TASK DIRECTIONS: Could you return all of the listing below exactly, please?

>>

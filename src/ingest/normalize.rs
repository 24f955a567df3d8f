// src/ingest/normalize.rs
//! Turn raw feed entries and page lines into `Item`s, gated by the keyword matcher.

use once_cell::sync::OnceCell;
use regex::Regex;

use crate::ingest::types::{Item, RawEntry, Source};
use crate::relevance::KeywordMatcher;

pub const TITLE_MAX_CHARS: usize = 200;
pub const SUMMARY_MAX_CHARS: usize = 400;
pub const DEFAULT_CONTEXT_LINES: usize = 2;

/// Collapse every whitespace run (newlines included) to one space and trim.
///
/// Trimming is deliberate: leading and trailing whitespace never counts toward
/// the summary cap, so a feed that pads its description loses no text.
pub fn collapse_whitespace(s: &str) -> String {
    static RE_WS: OnceCell<Regex> = OnceCell::new();
    let re_ws = RE_WS.get_or_init(|| Regex::new(r"\s+").expect("whitespace regex"));
    re_ws.replace_all(s, " ").trim().to_string()
}

/// First `max` chars of `s`.
pub fn truncate_chars(s: &str, max: usize) -> String {
    match s.char_indices().nth(max) {
        Some((idx, _)) => s[..idx].to_string(),
        None => s.to_string(),
    }
}

/// Trimmed, non-empty lines of extracted page text.
pub fn page_lines(text: &str) -> Vec<String> {
    text.lines()
        .map(str::trim)
        .filter(|l| !l.is_empty())
        .map(str::to_string)
        .collect()
}

/// Build an item from a feed entry if `title + " " + summary` is relevant.
pub fn from_feed_entry(
    matcher: &KeywordMatcher,
    source: &Source,
    entry: &RawEntry,
) -> Option<Item> {
    let title = entry.title.as_deref().unwrap_or_default();
    let summary = collapse_whitespace(entry.summary.as_deref().unwrap_or_default());

    if !matcher.is_relevant(&format!("{title} {summary}")) {
        return None;
    }

    let link = entry
        .link
        .as_deref()
        .map(str::trim)
        .filter(|l| !l.is_empty())
        .unwrap_or(&source.url)
        .to_string();
    let published = entry
        .published
        .clone()
        .or_else(|| entry.updated.clone())
        .filter(|p| !p.trim().is_empty());

    Some(Item::new(
        &source.name,
        title.trim().to_string(),
        link,
        published,
        truncate_chars(&summary, SUMMARY_MAX_CHARS),
    ))
}

/// Build an item from `lines[index]` if that line alone is relevant.
/// The summary is the line with up to `context` neighbours on each side.
pub fn from_page_line(
    matcher: &KeywordMatcher,
    source: &Source,
    lines: &[String],
    index: usize,
    context: usize,
) -> Option<Item> {
    let line = lines.get(index)?;
    if !matcher.is_relevant(line) {
        return None;
    }

    let start = index.saturating_sub(context);
    let end = index.saturating_add(context).saturating_add(1).min(lines.len());
    let snippet = lines[start..end].join(" ");

    Some(Item::new(
        &source.name,
        truncate_chars(line, TITLE_MAX_CHARS),
        source.url.clone(),
        None,
        truncate_chars(&snippet, SUMMARY_MAX_CHARS),
    ))
}

/// All items found in one page's text, in line order.
pub fn items_from_page_text(
    matcher: &KeywordMatcher,
    source: &Source,
    text: &str,
    context: usize,
) -> Vec<Item> {
    let lines = page_lines(text);
    (0..lines.len())
        .filter_map(|i| from_page_line(matcher, source, &lines, i, context))
        .collect()
}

<<

WRITTEN RESPONSE:
filename src/ingest/normalize.rs
repository 24f955a567df3d8f
// src/ingest/normalize.rs
//! Turn raw feed entries and page lines into `Item`s, gated by the keyword matcher.

use once_cell::sync::OnceCell;
use regex::Regex;

use crate::ingest::types::{Item, RawEntry, Source};
use crate::relevance::KeywordMatcher;

pub const TITLE_MAX_CHARS: usize = 200;
pub const SUMMARY_MAX_CHARS: usize = 400;
pub const DEFAULT_CONTEXT_LINES: usize = 2;

/// Collapse every whitespace run (newlines included) to one space and trim.
///
/// Trimming is deliberate: leading and trailing whitespace never counts toward
/// the summary cap, so a feed that pads its description loses no text.
pub fn collapse_whitespace(s: &str) -> String {
    static RE_WS: OnceCell<Regex> = OnceCell::new();
    let re_ws = RE_WS.get_or_init(|| Regex::new(r"\s+").expect("whitespace regex"));
    re_ws.replace_all(s, " ").trim().to_string()
}

/// First `max` chars of `s`.
pub fn truncate_chars(s: &str, max: usize) -> String {
    match s.char_indices().nth(max) {
        Some((idx, _)) => s[..idx].to_string(),
        None => s.to_string(),
    }
}

/// Trimmed, non-empty lines of extracted page text.
pub fn page_lines(text: &str) -> Vec<String> {
    text.lines()
        .map(str::trim)
        .filter(|l| !l.is_empty())
        .map(str::to_string)
        .collect()
}

/// Build an item from a feed entry if `title + " " + summary` is relevant.
pub fn from_feed_entry(
    matcher: &KeywordMatcher,
    source: &Source,
    entry: &RawEntry,
) -> Option<Item> {
    let title = entry.title.as_deref().unwrap_or_default();
    let summary = collapse_whitespace(entry.summary.as_deref().unwrap_or_default());

    if !matcher.is_relevant(&format!("{title} {summary}")) {
        return None;
    }

    let link = entry
        .link
        .as_deref()
        .map(str::trim)
        .filter(|l| !l.is_empty())
        .unwrap_or(&source.url)
        .to_string();
    let published = entry
        .published
        .clone()
        .or_else(|| entry.updated.clone())
        .filter(|p| !p.trim().is_empty());

    Some(Item::new(
        &source.name,
        title.trim().to_string(),
        link,
        published,
        truncate_chars(&summary, SUMMARY_MAX_CHARS),
    ))
}

/// Build an item from `lines[index]` if that line alone is relevant.
/// The summary is the line with up to `context` neighbours on each side.
pub fn from_page_line(
    matcher: &KeywordMatcher,
    source: &Source,
    lines: &[String],
    index: usize,
    context: usize,
) -> Option<Item> {
    let line = lines.get(index)?;
    if !matcher.is_relevant(line) {
        return None;
    }

    let start = index.saturating_sub(context);
    let end = index.saturating_add(context).saturating_add(1).min(lines.len());
    let snippet = lines[start..end].join(" ");

    Some(Item::new(
        &source.name,
        truncate_chars(line, TITLE_MAX_CHARS),
        source.url.clone(),
        None,
        truncate_chars(&snippet, SUMMARY_MAX_CHARS),
    ))
}

/// All items found in one page's text, in line order.
pub fn items_from_page_text(
    matcher: &KeywordMatcher,
    source: &Source,
    text: &str,
    context: usize,
) -> Vec<Item> {
    let lines = page_lines(text);
    (0..lines.len())
        .filter_map(|i| from_page_line(matcher, source, &lines, i, context))
        .collect()
}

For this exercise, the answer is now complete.